Von A wie Afrika bis Z wie Zugangsregelung

Exakt vor drei Jahren, am 27. Januar 2020, wurde der erste COVID-19-Fall in Deutschland publik. Dr. Camilla Rothe, stellvertretende Leiterin des Tropeninstituts am LMU Klinikum München, untersuchte damals den ersten Infizierten und wurde später für ihre Entdeckung, dass auch asymptomatische Übertragungen möglich sind, vielfach ausgezeichnet, letztens mit dem Verdienstorden der Bundesrepublik Deutschland. Ende Februar 2020 hat das LMU Klinikum München seinen ersten COVID-19-Patienten stationär aufgenommen. Seither sind über 6.000 COVID-19-Patientinnen und -Patienten vor allem in Großhadern behandelt worden und damit mehr als in jeden anderen Münchner Krankenhaus. Mit umfangreichen Forschungsprojekten, der Umstellung der ganzen Organisation und dem engagierten Einsatz aller Mitarbeitenden, war das LMU Klinikum München ein Leuchtturm bei der Bewältigung der Pandemie. Aktuell können die Kliniken wieder in gewohntem Umfang die Patientenversorgung leisten, und aufgeschobene Operationen und Eingriffe werden nachgeholt.

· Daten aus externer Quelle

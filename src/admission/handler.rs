// Copyright 2024 The Kubernetes Authors.
//
// Licensed under the Apache License, Version 2.0 (the "License");
// you may not use this file except in compliance with the License.
// You may obtain a copy of the License at
//
//     http://www.apache.org/licenses/LICENSE-2.0
//
// Unless required by applicable law or agreed to in writing, software
// distributed under the License is distributed on an "AS IS" BASIS,
// WITHOUT WARRANTIES OR CONDITIONS OF ANY KIND, either express or implied.
// See the License for the specific language governing permissions and
// limitations under the License.

//! Base admission handler implementation.

use super::attributes::Attributes;
use super::interfaces::{Interface, Operation};
use crate::api::ResourceKind;
use std::collections::HashSet;

/// Handler is a base struct for admission plugins.
///
/// It answers `handles` for a fixed set of operations and, through
/// [`Handler::applies_to`], filters requests down to the resource kinds a
/// plugin is interested in. Subresource requests never apply.
#[derive(Debug, Clone)]
pub struct Handler {
    operations: HashSet<Operation>,
    kinds: HashSet<ResourceKind>,
}

impl Handler {
    /// Create a new Handler for the given operations on the given kinds.
    pub fn new(operations: &[Operation], kinds: &[ResourceKind]) -> Self {
        Self {
            operations: operations.iter().copied().collect(),
            kinds: kinds.iter().copied().collect(),
        }
    }

    /// Create a new Handler for Create and Update on the given kinds.
    pub fn new_create_update(kinds: &[ResourceKind]) -> Self {
        Self::new(&[Operation::Create, Operation::Update], kinds)
    }

    /// Returns true if the request targets one of the handled kinds (not a
    /// subresource) with a handled operation.
    pub fn applies_to(&self, attributes: &dyn Attributes) -> bool {
        self.operations.contains(&attributes.get_operation())
            && self.kinds.contains(&attributes.get_kind())
            && attributes.get_subresource().is_empty()
    }
}

impl Interface for Handler {
    fn handles(&self, operation: Operation) -> bool {
        self.operations.contains(&operation)
    }
}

„Wir können jetzt Operationen nachholen, die im Dezember nicht möglich waren, weil uns das Personal fehlte“, sagt Prof. Dr. Markus M. Lerch, Ärztlicher Direktor des LMU Klinikums. „Insbesondere auf den Intensivstationen haben wir wieder mehr Kapazitäten, weil nur noch wenige Corona-Patienten dort behandelt werden müssen.“ Und auch die krankheitsbedingten Ausfälle beim Personal sind deutlich zurückgegangen. „Zu Spitzenzeiten im März und Oktober 2022 waren über 500 Mitarbeitende am LMU Klinikum aufgrund einer SARS-CoV2-Infektion krankgemeldet und mussten sich in Isolation begeben. Das hat uns an die Grenzen der Leistungsfähigkeit gebracht“, erinnert sich Prof. Lerch. Auch wenn nun die gesetzlich vorgeschriebenen Hygienemaßnahmen sukzessive enden und der Übergang in ein endemisches Geschehen zu beobachten ist, gilt für Besucher des Klinikums weiterhin die Pflicht zum Tragen einer FFP2-Maske und ein tagesaktueller, negativer Corona-Test zum Schutz von vulnerablen Patienten. Mitarbeitende müssen eine FFP2-Maske oder einen Mund-Nase-Schutz tragen.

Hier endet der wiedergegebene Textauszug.